Scan the data below for the string "else". Copy every line where it appears.

*** Data shown ***

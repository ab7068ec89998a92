use regex::{Captures, Regex};
use std::sync::LazyLock;

/// `**...**` where the span may cross line breaks.
static BOLD_MULTILINE_RE: LazyLock<Regex> =
    LazyLock::new(|| Regex::new(r"(?s)\*\*(.*?)\*\*").unwrap());

static BOLD_RE: LazyLock<Regex> = LazyLock::new(|| Regex::new(r"\*\*(.*?)\*\*").unwrap());

/// Single-asterisk emphasis. The opening star must be followed by a
/// non-space so a `* ` list marker never opens a span.
static ITALIC_RE: LazyLock<Regex> =
    LazyLock::new(|| Regex::new(r"\*([^*\s][^*\n]*?)\*").unwrap());

static CODE_RE: LazyLock<Regex> = LazyLock::new(|| Regex::new(r"`([^`]+)`").unwrap());

pub fn bold(input: &str, span_lines: bool) -> String {
    let re = if span_lines { &BOLD_MULTILINE_RE } else { &BOLD_RE };
    re.replace_all(input, |caps: &Captures| format!("<strong>{}</strong>", &caps[1]))
        .into_owned()
}

pub fn italic(input: &str) -> String {
    ITALIC_RE
        .replace_all(input, |caps: &Captures| format!("<em>{}</em>", &caps[1]))
        .into_owned()
}

pub fn code(input: &str, class: &str) -> String {
    CODE_RE
        .replace_all(input, |caps: &Captures| {
            if class.is_empty() {
                format!("<code>{}</code>", &caps[1])
            } else {
                format!("<code class=\"{class}\">{}</code>", &caps[1])
            }
        })
        .into_owned()
}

*** End of Data shown ***

### Answer to the exercise
    let re = if span_lines { &BOLD_MULTILINE_RE } else { &BOLD_RE };
            } else {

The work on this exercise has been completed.